## EXERCISE DESCRIPTION
Among the records, which lines hold the word "PartialEq"? Pick them out.

+++++

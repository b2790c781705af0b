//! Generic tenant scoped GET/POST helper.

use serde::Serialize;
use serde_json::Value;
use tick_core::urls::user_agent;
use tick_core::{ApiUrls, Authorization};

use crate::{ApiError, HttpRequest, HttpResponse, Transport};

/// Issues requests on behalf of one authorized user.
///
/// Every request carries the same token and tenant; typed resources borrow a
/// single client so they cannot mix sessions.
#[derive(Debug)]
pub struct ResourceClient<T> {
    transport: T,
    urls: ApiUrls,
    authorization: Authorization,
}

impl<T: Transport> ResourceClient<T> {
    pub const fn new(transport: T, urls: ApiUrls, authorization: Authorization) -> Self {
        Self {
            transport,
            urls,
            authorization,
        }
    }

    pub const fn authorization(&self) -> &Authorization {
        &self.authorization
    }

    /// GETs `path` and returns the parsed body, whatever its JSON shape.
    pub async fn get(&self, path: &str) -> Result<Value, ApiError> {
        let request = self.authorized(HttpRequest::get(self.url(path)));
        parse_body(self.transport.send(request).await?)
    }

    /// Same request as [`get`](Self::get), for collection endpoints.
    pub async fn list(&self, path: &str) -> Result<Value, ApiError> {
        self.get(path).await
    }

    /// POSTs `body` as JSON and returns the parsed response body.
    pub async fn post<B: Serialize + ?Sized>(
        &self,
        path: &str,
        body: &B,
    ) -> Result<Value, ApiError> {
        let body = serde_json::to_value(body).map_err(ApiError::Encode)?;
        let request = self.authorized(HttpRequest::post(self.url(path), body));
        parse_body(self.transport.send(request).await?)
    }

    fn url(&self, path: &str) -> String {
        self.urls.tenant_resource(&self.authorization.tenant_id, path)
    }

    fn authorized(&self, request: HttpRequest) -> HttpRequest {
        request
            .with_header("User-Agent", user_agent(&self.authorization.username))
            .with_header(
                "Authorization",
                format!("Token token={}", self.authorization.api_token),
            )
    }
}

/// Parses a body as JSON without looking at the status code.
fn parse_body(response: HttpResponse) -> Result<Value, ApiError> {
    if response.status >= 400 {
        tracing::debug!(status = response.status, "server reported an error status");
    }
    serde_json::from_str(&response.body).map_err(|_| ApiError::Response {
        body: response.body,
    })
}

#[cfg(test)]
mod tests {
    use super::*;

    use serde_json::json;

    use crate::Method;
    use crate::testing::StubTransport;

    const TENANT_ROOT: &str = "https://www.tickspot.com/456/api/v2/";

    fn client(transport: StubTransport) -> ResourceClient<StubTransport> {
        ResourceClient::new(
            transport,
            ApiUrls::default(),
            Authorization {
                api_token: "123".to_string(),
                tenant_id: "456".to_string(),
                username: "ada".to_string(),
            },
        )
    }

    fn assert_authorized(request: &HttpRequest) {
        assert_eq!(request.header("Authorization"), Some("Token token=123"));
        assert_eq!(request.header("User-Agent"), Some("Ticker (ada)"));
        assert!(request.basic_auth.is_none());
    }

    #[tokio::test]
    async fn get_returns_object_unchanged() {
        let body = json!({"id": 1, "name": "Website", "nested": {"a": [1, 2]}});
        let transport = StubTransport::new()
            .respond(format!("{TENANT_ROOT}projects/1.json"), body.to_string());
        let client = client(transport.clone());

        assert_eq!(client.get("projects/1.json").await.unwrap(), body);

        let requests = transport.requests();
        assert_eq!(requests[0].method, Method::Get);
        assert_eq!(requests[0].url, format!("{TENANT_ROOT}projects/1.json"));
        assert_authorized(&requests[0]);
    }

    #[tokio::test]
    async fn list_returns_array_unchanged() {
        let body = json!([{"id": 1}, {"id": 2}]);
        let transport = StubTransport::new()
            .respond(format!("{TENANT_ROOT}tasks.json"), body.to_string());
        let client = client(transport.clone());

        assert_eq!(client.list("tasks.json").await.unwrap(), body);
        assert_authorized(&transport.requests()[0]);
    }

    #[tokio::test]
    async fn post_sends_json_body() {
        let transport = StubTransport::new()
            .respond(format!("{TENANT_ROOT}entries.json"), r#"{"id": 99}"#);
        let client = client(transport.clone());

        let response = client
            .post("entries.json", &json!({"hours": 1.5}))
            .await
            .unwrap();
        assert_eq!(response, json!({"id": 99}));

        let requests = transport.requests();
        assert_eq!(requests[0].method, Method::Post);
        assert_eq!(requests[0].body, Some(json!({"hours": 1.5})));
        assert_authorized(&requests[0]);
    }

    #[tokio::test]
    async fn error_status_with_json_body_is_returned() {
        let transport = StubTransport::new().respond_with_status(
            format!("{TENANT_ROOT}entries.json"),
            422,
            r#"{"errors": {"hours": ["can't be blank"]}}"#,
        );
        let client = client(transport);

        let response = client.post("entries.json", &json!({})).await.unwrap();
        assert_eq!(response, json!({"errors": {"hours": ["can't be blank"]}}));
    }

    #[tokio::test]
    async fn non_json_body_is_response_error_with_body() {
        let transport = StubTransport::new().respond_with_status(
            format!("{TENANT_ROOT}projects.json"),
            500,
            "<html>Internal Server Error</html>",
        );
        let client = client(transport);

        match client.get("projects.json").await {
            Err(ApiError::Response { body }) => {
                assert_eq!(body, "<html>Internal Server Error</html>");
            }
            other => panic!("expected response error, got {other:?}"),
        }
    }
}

+++++

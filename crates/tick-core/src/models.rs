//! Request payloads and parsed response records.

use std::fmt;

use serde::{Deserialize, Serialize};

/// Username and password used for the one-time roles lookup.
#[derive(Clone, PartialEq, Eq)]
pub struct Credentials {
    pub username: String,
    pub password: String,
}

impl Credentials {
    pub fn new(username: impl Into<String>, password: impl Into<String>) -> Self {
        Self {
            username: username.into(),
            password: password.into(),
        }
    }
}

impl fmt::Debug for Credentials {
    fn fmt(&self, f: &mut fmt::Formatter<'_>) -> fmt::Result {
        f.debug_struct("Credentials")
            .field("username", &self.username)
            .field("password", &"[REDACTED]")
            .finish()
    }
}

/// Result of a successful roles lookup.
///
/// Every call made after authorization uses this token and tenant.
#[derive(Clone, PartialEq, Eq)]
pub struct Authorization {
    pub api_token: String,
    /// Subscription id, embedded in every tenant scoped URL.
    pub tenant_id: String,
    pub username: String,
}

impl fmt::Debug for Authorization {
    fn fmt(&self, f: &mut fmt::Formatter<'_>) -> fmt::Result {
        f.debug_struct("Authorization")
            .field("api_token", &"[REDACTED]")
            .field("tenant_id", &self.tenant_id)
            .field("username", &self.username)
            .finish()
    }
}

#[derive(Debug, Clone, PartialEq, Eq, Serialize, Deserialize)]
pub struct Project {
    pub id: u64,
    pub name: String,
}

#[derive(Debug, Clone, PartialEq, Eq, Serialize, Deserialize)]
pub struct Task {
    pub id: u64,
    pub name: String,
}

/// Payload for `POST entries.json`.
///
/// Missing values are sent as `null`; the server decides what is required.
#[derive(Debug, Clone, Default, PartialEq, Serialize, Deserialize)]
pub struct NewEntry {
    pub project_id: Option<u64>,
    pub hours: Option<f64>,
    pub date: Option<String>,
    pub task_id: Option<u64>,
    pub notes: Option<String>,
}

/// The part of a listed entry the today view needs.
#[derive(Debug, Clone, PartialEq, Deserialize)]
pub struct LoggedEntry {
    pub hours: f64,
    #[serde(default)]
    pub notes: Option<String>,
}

+++++

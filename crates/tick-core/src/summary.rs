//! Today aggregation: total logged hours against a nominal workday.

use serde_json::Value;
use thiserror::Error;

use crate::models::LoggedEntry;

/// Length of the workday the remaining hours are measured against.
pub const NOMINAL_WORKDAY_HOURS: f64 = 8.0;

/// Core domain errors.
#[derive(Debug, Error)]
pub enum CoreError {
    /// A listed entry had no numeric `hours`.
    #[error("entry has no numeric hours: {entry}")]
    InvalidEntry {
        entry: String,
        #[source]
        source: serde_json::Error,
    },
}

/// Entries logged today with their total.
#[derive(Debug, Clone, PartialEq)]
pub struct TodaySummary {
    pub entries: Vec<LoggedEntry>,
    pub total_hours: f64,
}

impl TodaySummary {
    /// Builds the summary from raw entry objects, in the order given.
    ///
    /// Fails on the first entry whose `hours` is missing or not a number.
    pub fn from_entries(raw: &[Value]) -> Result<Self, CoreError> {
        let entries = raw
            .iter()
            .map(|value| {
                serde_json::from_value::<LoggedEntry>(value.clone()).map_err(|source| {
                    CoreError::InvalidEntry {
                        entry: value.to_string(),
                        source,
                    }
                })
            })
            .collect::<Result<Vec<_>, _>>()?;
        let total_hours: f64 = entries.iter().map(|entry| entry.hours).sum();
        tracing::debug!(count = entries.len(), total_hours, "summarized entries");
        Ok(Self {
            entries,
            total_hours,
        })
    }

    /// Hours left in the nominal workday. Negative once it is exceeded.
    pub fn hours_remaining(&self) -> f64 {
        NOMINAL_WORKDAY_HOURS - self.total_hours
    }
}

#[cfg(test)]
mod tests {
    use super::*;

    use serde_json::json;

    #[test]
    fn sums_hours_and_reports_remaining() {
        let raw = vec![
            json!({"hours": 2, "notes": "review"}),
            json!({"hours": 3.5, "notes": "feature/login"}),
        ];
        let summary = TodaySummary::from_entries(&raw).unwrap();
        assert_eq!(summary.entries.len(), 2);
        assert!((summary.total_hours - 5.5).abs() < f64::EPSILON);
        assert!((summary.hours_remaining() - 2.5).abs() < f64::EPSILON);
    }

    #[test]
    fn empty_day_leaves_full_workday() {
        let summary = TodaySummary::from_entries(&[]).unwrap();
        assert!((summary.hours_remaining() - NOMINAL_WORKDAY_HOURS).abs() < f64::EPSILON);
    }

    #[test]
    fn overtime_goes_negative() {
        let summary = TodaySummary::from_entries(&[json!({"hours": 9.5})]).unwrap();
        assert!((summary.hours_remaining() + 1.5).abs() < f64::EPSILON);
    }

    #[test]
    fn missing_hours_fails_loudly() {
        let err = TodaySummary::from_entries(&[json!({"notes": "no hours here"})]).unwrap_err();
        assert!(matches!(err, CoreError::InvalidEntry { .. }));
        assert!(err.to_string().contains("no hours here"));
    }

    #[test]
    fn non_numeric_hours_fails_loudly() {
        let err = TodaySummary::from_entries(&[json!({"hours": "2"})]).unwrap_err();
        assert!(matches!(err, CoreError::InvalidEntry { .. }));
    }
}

+++++

## EXERCISE ANSWER
#[derive(Clone, PartialEq, Eq)]
#[derive(Clone, PartialEq, Eq)]
#[derive(Debug, Clone, PartialEq, Eq, Serialize, Deserialize)]
#[derive(Debug, Clone, PartialEq, Eq, Serialize, Deserialize)]
#[derive(Debug, Clone, Default, PartialEq, Serialize, Deserialize)]
#[derive(Debug, Clone, PartialEq, Deserialize)]
#[derive(Debug, Clone, PartialEq)]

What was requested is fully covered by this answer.